The Minister is welcome. I also welcome the motion tabled by the Independent Senators and congratulate, in particular, Senator Jillian van Turnhout on her work on it. The amendment also has much to recommend it and I hope an agreement will be reached on the matter. I also welcome the indication given by the Minister that the Government plans to introduce a sexual offences Bill in the coming months. This legislation will facilitate the State's full compliance with the EU directive on combating the sexual abuse and exploitation of children and child pornography. It is important to note that this directive permits member states to take measures to block access to Internet users in their territory of web pages containing or disseminating child abuse material hosted on servers outside their jurisdiction. I hope this will go some way towards addressing some of the issues raised by Senator Jillian van Turnhout.

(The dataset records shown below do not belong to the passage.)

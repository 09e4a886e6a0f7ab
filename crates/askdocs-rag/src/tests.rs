//! End-to-end pipeline tests over the in-memory backends

use std::sync::Arc;

use async_trait::async_trait;

use askdocs_core::{
    ChatMessage, Chunk, DocumentStore, EmbedPurpose, Error, GenerationOptions, LlmProvider,
    Result,
};

use crate::document_store::InMemoryDocumentStore;
use crate::engine::{EngineOptions, RagEngine};
use crate::templates::TemplateCatalog;
use crate::vector_index::InMemoryVectorIndex;

const DIM: usize = 32;

/// Deterministic offline provider: embeddings are a hashed bag of words, so
/// texts sharing vocabulary land close under cosine similarity, and
/// generation returns a canned answer.
struct StubProvider;

fn bag_of_words(text: &str) -> Vec<f32> {
    let mut vector = vec![0.0f32; DIM];
    let lowered = text.to_lowercase();
    for word in lowered
        .split(|c: char| !c.is_alphanumeric())
        .filter(|w| !w.is_empty())
    {
        let mut hash = 7usize;
        for byte in word.bytes() {
            hash = hash.wrapping_mul(31).wrapping_add(byte as usize);
        }
        vector[hash % DIM] += 1.0;
    }
    vector
}

#[async_trait]
impl LlmProvider for StubProvider {
    fn provider_name(&self) -> &'static str {
        "stub"
    }

    fn embedding_dimension(&self) -> usize {
        DIM
    }

    async fn embed_text(&self, text: &str, _purpose: EmbedPurpose) -> Result<Vec<f32>> {
        Ok(bag_of_words(text))
    }

    async fn embed_batch(
        &self,
        texts: &[String],
        _purpose: EmbedPurpose,
    ) -> Result<Vec<Vec<f32>>> {
        Ok(texts.iter().map(|t| bag_of_words(t)).collect())
    }

    async fn generate_text(
        &self,
        _messages: &[ChatMessage],
        _options: &GenerationOptions,
    ) -> Result<String> {
        Ok("The capital of France is Paris.".to_string())
    }
}

/// Provider that rejects any batch item containing a marker string,
/// reporting the item's in-batch index like a real provider diagnostic.
struct FailingProvider {
    marker: &'static str,
}

#[async_trait]
impl LlmProvider for FailingProvider {
    fn provider_name(&self) -> &'static str {
        "failing-stub"
    }

    fn embedding_dimension(&self) -> usize {
        DIM
    }

    async fn embed_text(&self, text: &str, purpose: EmbedPurpose) -> Result<Vec<f32>> {
        let mut vectors = self.embed_batch(&[text.to_string()], purpose).await?;
        Ok(vectors.pop().expect("one vector for one text"))
    }

    async fn embed_batch(
        &self,
        texts: &[String],
        _purpose: EmbedPurpose,
    ) -> Result<Vec<Vec<f32>>> {
        if let Some(position) = texts.iter().position(|t| t.contains(self.marker)) {
            return Err(Error::provider_at(position, "embedding model rejected input"));
        }
        Ok(texts.iter().map(|t| bag_of_words(t)).collect())
    }

    async fn generate_text(
        &self,
        _messages: &[ChatMessage],
        _options: &GenerationOptions,
    ) -> Result<String> {
        Err(Error::provider("generation unavailable"))
    }
}

fn paris_chunks() -> Vec<Chunk> {
    vec![
        Chunk::new("p1", "doc-1", 0, "Paris is the capital of France."),
        Chunk::new("p1", "doc-1", 1, "It has the Eiffel Tower."),
        Chunk::new("p1", "doc-1", 2, "Population is about 2 million."),
    ]
}

fn engine_with(
    store: Arc<InMemoryDocumentStore>,
    provider: Arc<dyn LlmProvider>,
) -> RagEngine {
    RagEngine::new(
        provider.clone(),
        provider,
        Arc::new(InMemoryVectorIndex::new()),
        store,
        TemplateCatalog::builtin("en"),
        EngineOptions {
            embed_batch_size: 2,
            ..EngineOptions::default()
        },
    )
}

#[tokio::test]
async fn index_push_reports_the_vector_count() {
    let store = Arc::new(InMemoryDocumentStore::new());
    store
        .replace_chunks("p1", "doc-1", paris_chunks())
        .await
        .unwrap();

    let engine = engine_with(store, Arc::new(StubProvider));
    assert_eq!(engine.index_project("p1").await.unwrap(), 3);

    let info = engine.project_info("p1").await.unwrap();
    assert_eq!(info.vector_count, 3);
    assert_eq!(info.dimension, DIM);
}

#[tokio::test]
async fn search_finds_the_capital_chunk_first() {
    let store = Arc::new(InMemoryDocumentStore::new());
    store
        .replace_chunks("p1", "doc-1", paris_chunks())
        .await
        .unwrap();

    let engine = engine_with(store, Arc::new(StubProvider));
    engine.index_project("p1").await.unwrap();

    let results = engine
        .search("p1", "What is the capital of France?", 1)
        .await
        .unwrap();

    assert_eq!(results.len(), 1);
    assert_eq!(results[0].text, "Paris is the capital of France.");
}

#[tokio::test]
async fn over_asking_top_k_is_clamped_not_an_error() {
    let store = Arc::new(InMemoryDocumentStore::new());
    store
        .replace_chunks("p1", "doc-1", paris_chunks())
        .await
        .unwrap();

    let engine = engine_with(store, Arc::new(StubProvider));
    engine.index_project("p1").await.unwrap();

    let results = engine.search("p1", "Paris", 50).await.unwrap();
    assert_eq!(results.len(), 3);
}

#[tokio::test]
async fn answer_surfaces_the_prompt_with_chunk_and_question() {
    let store = Arc::new(InMemoryDocumentStore::new());
    store
        .replace_chunks("p1", "doc-1", paris_chunks())
        .await
        .unwrap();

    let engine = engine_with(store, Arc::new(StubProvider));
    engine.index_project("p1").await.unwrap();

    let answer = engine
        .answer("p1", "What is the capital of France?", 1, "en")
        .await
        .unwrap();

    assert!(!answer.text.is_empty());
    assert!(answer.prompt_used.contains("Paris is the capital of France."));
    assert!(answer.prompt_used.contains("What is the capital of France?"));
    assert_eq!(answer.retrieved_chunks.len(), 1);

    // System instruction precedes the documents, which precede the question.
    let system_at = answer.prompt_used.find("provided documents").unwrap();
    let chunk_at = answer.prompt_used.find("Paris is the capital").unwrap();
    let question_at = answer
        .prompt_used
        .find("What is the capital of France?")
        .unwrap();
    assert!(system_at < chunk_at);
    assert!(chunk_at < question_at);
}

#[tokio::test]
async fn search_before_index_push_is_collection_not_found() {
    let store = Arc::new(InMemoryDocumentStore::new());
    let engine = engine_with(store, Arc::new(StubProvider));

    let err = engine.search("never-indexed", "anything", 5).await.unwrap_err();
    assert!(matches!(err, Error::CollectionNotFound(_)));

    let err = engine
        .answer("never-indexed", "anything", 5, "en")
        .await
        .unwrap_err();
    assert!(matches!(err, Error::CollectionNotFound(_)));
}

#[tokio::test]
async fn empty_project_still_answers_without_documents() {
    let store = Arc::new(InMemoryDocumentStore::new());
    let engine = engine_with(store, Arc::new(StubProvider));

    // No chunks stored; the push still creates the collection.
    assert_eq!(engine.index_project("p-empty").await.unwrap(), 0);

    let answer = engine
        .answer("p-empty", "What is the capital of France?", 5, "en")
        .await
        .unwrap();
    assert!(!answer.text.is_empty());
    assert!(answer.retrieved_chunks.is_empty());
    assert!(answer.prompt_used.contains("What is the capital of France?"));
}

#[tokio::test]
async fn failing_batch_aborts_the_push_and_keeps_earlier_vectors() {
    let store = Arc::new(InMemoryDocumentStore::new());
    store
        .replace_chunks(
            "p1",
            "doc-1",
            vec![
                Chunk::new("p1", "doc-1", 0, "first fine chunk"),
                Chunk::new("p1", "doc-1", 1, "second fine chunk"),
                Chunk::new("p1", "doc-1", 2, "BOOM chunk the provider rejects"),
            ],
        )
        .await
        .unwrap();

    let engine = engine_with(store, Arc::new(FailingProvider { marker: "BOOM" }));

    let err = engine.index_project("p1").await.unwrap_err();
    match err {
        Error::Provider { failed_index, .. } => assert_eq!(failed_index, Some(0)),
        other => panic!("unexpected error kind: {other}"),
    }

    // Batch size is 2: the first batch was upserted before the failure and
    // stays in place; retrying the push is safe because upsert is
    // idempotent per chunk id.
    let info = engine.project_info("p1").await.unwrap();
    assert_eq!(info.vector_count, 2);
}

#[tokio::test]
async fn re_pushing_unchanged_chunks_does_not_duplicate() {
    let store = Arc::new(InMemoryDocumentStore::new());
    store
        .replace_chunks("p1", "doc-1", paris_chunks())
        .await
        .unwrap();

    let engine = engine_with(store, Arc::new(StubProvider));
    engine.index_project("p1").await.unwrap();
    engine.index_project("p1").await.unwrap();

    assert_eq!(engine.project_info("p1").await.unwrap().vector_count, 3);
}

#[tokio::test]
async fn stale_ids_survive_a_shrinking_rechunk_until_reset() {
    let store = Arc::new(InMemoryDocumentStore::new());
    store
        .replace_chunks("p1", "doc-1", paris_chunks())
        .await
        .unwrap();

    let engine = engine_with(store.clone(), Arc::new(StubProvider));
    engine.index_project("p1").await.unwrap();

    // Re-chunk down to two chunks; ordinal 2 from the first pass lingers.
    store
        .replace_chunks(
            "p1",
            "doc-1",
            vec![
                Chunk::new("p1", "doc-1", 0, "Paris is the capital of France."),
                Chunk::new("p1", "doc-1", 1, "It has the Eiffel Tower."),
            ],
        )
        .await
        .unwrap();
    engine.index_project("p1").await.unwrap();
    assert_eq!(engine.project_info("p1").await.unwrap().vector_count, 3);

    // Explicit reset then re-push is the supported recovery.
    engine.reset_project("p1").await.unwrap();
    engine.index_project("p1").await.unwrap();
    assert_eq!(engine.project_info("p1").await.unwrap().vector_count, 2);
}

#[tokio::test]
async fn concurrent_pushes_for_one_project_agree() {
    let store = Arc::new(InMemoryDocumentStore::new());
    store
        .replace_chunks("p1", "doc-1", paris_chunks())
        .await
        .unwrap();

    let engine = Arc::new(engine_with(store, Arc::new(StubProvider)));

    let (a, b) = tokio::join!(
        {
            let engine = Arc::clone(&engine);
            async move { engine.index_project("p1").await }
        },
        {
            let engine = Arc::clone(&engine);
            async move { engine.index_project("p1").await }
        }
    );

    assert_eq!(a.unwrap(), 3);
    assert_eq!(b.unwrap(), 3);
    assert_eq!(engine.project_info("p1").await.unwrap().vector_count, 3);
}

#[tokio::test]
async fn answers_render_in_the_requested_locale_with_fallback() {
    let store = Arc::new(InMemoryDocumentStore::new());
    store
        .replace_chunks("p1", "doc-1", paris_chunks())
        .await
        .unwrap();

    let engine = engine_with(store, Arc::new(StubProvider));
    engine.index_project("p1").await.unwrap();

    let arabic = engine
        .answer("p1", "ما هي عاصمة فرنسا؟", 1, "ar")
        .await
        .unwrap();
    assert!(arabic.prompt_used.contains("السؤال"));

    // A locale with no templates falls back to the default catalog.
    let fallback = engine
        .answer("p1", "What is the capital of France?", 1, "de")
        .await
        .unwrap();
    assert!(fallback.prompt_used.contains("## Question:"));
}
//! CLI interface for askdocs

mod ingest;
mod ui;

pub use ingest::DocumentIngestor;
pub use ui::{display_banner, print_answer, print_collection_info, print_search_results};

// Re-export core types
pub use askdocs_core::{Error, Result};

The Special Rapporteur on Child Protection, Mr. Geoffrey Shannon, has also called on the Government to ratify the UN Optional Protocol on the Sale of Children, Child Prostitution and Child Pornography. It is envisaged that the protocol will be implemented in the sexual offences Bill.

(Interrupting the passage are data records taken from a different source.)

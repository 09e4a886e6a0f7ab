//! Text chunking with sentence-boundary awareness
//!
//! Splits document text into retrieval-sized passages, preferring sentence
//! and paragraph boundaries and falling back to hard character cuts. Each
//! chunk after the first re-reads the trailing `overlap` characters of its
//! predecessor so context survives the cut points.

use askdocs_core::{Error, Result};

/// Split text into chunks of at most `max_chunk_size` characters.
///
/// Returns a lazy iterator; recreating it from the same inputs yields the
/// same chunks. Empty or whitespace-only input yields no chunks rather
/// than an error.
pub fn split_text(text: &str, max_chunk_size: usize, overlap: usize) -> Result<ChunkSplitter<'_>> {
    if max_chunk_size == 0 {
        return Err(Error::InvalidConfiguration(
            "chunk size must be at least 1".to_string(),
        ));
    }
    if overlap >= max_chunk_size {
        return Err(Error::InvalidConfiguration(format!(
            "chunk overlap {overlap} must be smaller than chunk size {max_chunk_size}"
        )));
    }

    Ok(ChunkSplitter {
        text,
        max_chunk_size,
        overlap,
        pos: 0,
        finished: text.trim().is_empty(),
    })
}

/// Lazy chunk iterator produced by [`split_text`].
#[derive(Debug, Clone)]
pub struct ChunkSplitter<'a> {
    text: &'a str,
    max_chunk_size: usize,
    overlap: usize,
    pos: usize,
    finished: bool,
}

impl Iterator for ChunkSplitter<'_> {
    type Item = String;

    fn next(&mut self) -> Option<String> {
        if self.finished {
            return None;
        }

        let rest = &self.text[self.pos..];
        if rest.is_empty() {
            self.finished = true;
            return None;
        }

        // Byte offset after `max_chunk_size` characters, or the whole tail.
        let mut window_end = rest.len();
        let mut chars_seen = 0usize;
        for (i, _) in rest.char_indices() {
            if chars_seen == self.max_chunk_size {
                window_end = i;
                break;
            }
            chars_seen += 1;
        }

        if window_end == rest.len() {
            self.finished = true;
            return Some(rest.to_string());
        }

        // Prefer the last sentence or line boundary inside the window, as
        // long as cutting there still makes progress past the overlap.
        let cut = match last_boundary(&rest[..window_end]) {
            Some(b) if char_count(&rest[..b]) > self.overlap => b,
            _ => window_end,
        };

        let chunk = &rest[..cut];
        let back = trailing_chars_bytes(chunk, self.overlap);
        self.pos += cut - back;

        Some(chunk.to_string())
    }
}

/// Byte offset just past the last sentence-ending character, if any.
fn last_boundary(window: &str) -> Option<usize> {
    window
        .char_indices()
        .filter(|(_, c)| matches!(c, '.' | '!' | '?' | '\n'))
        .last()
        .map(|(i, c)| i + c.len_utf8())
}

fn char_count(s: &str) -> usize {
    s.chars().count()
}

/// Byte length of the last `n` characters of `s`.
fn trailing_chars_bytes(s: &str, n: usize) -> usize {
    s.chars().rev().take(n).map(char::len_utf8).sum()
}

#[cfg(test)]
mod tests {
    use super::*;

    fn chunks_of(text: &str, max: usize, overlap: usize) -> Vec<String> {
        split_text(text, max, overlap).unwrap().collect()
    }

    /// Concatenating the non-overlapping portions reconstructs the input.
    fn reconstruct(chunks: &[String], overlap: usize) -> String {
        let mut out = String::new();
        for (i, chunk) in chunks.iter().enumerate() {
            if i == 0 {
                out.push_str(chunk);
            } else {
                let skip = chunk
                    .char_indices()
                    .nth(overlap)
                    .map(|(b, _)| b)
                    .unwrap_or(chunk.len());
                out.push_str(&chunk[skip..]);
            }
        }
        out
    }

    #[test]
    fn overlap_must_be_smaller_than_chunk_size() {
        assert!(matches!(
            split_text("some text", 10, 10),
            Err(Error::InvalidConfiguration(_))
        ));
        assert!(split_text("some text", 10, 12).is_err());
        assert!(split_text("some text", 10, 9).is_ok());
    }

    #[test]
    fn empty_and_whitespace_only_yield_no_chunks() {
        assert!(chunks_of("", 100, 10).is_empty());
        assert!(chunks_of("   \n\t  ", 100, 10).is_empty());
    }

    #[test]
    fn short_text_is_one_chunk() {
        let chunks = chunks_of("A single short sentence.", 100, 10);
        assert_eq!(chunks, vec!["A single short sentence.".to_string()]);
    }

    #[test]
    fn chunks_respect_the_size_limit() {
        let text = "word ".repeat(200);
        for chunk in chunks_of(&text, 50, 10) {
            assert!(chunk.chars().count() <= 50);
        }
    }

    #[test]
    fn cuts_prefer_sentence_boundaries() {
        let text = "First sentence here. Second sentence follows. Third one closes it out.";
        let chunks = chunks_of(text, 30, 0);
        assert!(chunks.len() > 1);
        assert!(chunks[0].ends_with('.'));
    }

    #[test]
    fn overlapping_chunks_repeat_the_tail_of_their_predecessor() {
        let text = "alpha beta gamma delta epsilon zeta eta theta iota kappa";
        let overlap = 8;
        let chunks = chunks_of(text, 20, overlap);
        assert!(chunks.len() > 1);
        for pair in chunks.windows(2) {
            let tail: String = pair[0]
                .chars()
                .rev()
                .take(overlap)
                .collect::<Vec<_>>()
                .into_iter()
                .rev()
                .collect();
            assert!(pair[1].starts_with(&tail));
        }
    }

    #[test]
    fn concatenating_non_overlapping_portions_reconstructs_the_document() {
        let samples = [
            "First sentence here. Second sentence follows. Third one closes it out.",
            "no punctuation at all just a very long run of words that keeps going and going",
            "Short.\n\nA new paragraph with more text in it. And a final line.",
            "accents héhé and emoji ✨ mixed in. نص عربي قصير هنا. Done.",
        ];
        for text in samples {
            for (max, overlap) in [(24, 0), (24, 6), (40, 12)] {
                let chunks = chunks_of(text, max, overlap);
                assert_eq!(
                    reconstruct(&chunks, overlap),
                    *text,
                    "failed for max={max} overlap={overlap}"
                );
            }
        }
    }

    #[test]
    fn iterator_is_restartable() {
        let text = "One. Two. Three. Four. Five. Six. Seven. Eight. Nine. Ten.";
        let first: Vec<String> = split_text(text, 20, 5).unwrap().collect();
        let second: Vec<String> = split_text(text, 20, 5).unwrap().collect();
        assert_eq!(first, second);
    }
}
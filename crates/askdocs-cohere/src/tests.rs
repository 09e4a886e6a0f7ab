//! Snapshot tests for the Cohere client

#[cfg(test)]
mod snapshot_tests {
    use crate::{CohereClient, CohereConfig, LlmProvider};

    use insta::assert_yaml_snapshot;

    #[test]
    fn test_config_snapshot() {
        let config = CohereConfig {
            api_key: "test_api_key_redacted".to_string(),
            api_url: "https://api.cohere.com".to_string(),
        };

        assert_yaml_snapshot!(config, @r###"
        ---
        api_key: test_api_key_redacted
        api_url: "https://api.cohere.com"
        "###);
    }

    #[test]
    fn test_embedding_model_override() {
        let config = CohereConfig::new("test_key");
        let client = CohereClient::new(config)
            .unwrap()
            .with_embedding_model("embed-english-light-v3.0", 384);

        assert_eq!(client.embedding_dimension(), 384);
        assert_eq!(client.provider_name(), "cohere");
    }
}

Child pornography is a complex and difficult problem to tackle. As Professor Philip Jenkins of the University of Cambridge has concluded, the overwhelming evidence is that child pornography is all but impossible to obtain through non-electronic means. The Internet is often used and, for the most part, unregulated. I draw a clear distinction between the proposal in respect of blocking access to the Internet and recent controversies surrounding the Stop Online Piracy Act, SOPA, and Anti-Counterfeiting Trade Agreement, ACTA. As the only victims are children who must be protected, there is no debate about blocking access to the Internet in the circumstances I have described.

Despite increased international co-operation on child pornography, the problem is increasing. According to the National Centre for Missing and Exploited Children in the United States, the number of child pornography images on the Internet increased by 1,500% between 1997 and 2003 and has probably increased exponentially since. In 2007 the British based Internet Watch Foundation, IWT, reported that child pornography on the Internet was becoming more brutal and graphic and the number of images depicting violent abuse has risen fourfold since 2003. The IWT also found that approximately 80% of the children in the abusive images were female and 91% appeared to be children under the age of 12 years.

I fully support the intentions of my colleagues, as expressed in the motion. While it is important to make strong efforts to tackle child pornography, it is also important to recognise the need to find new solutions and means of approaching the problem. According to its 2010 report, the self-reporting system, hotline.ie, which has been operating for ten years, only recently succeeded for the first time in identifying and removing child pornography from the Internet. The reason for this stark illustration of the need for new approaches is not a failure of the system but child pornography is not readily or easily found when trawling through the Internet.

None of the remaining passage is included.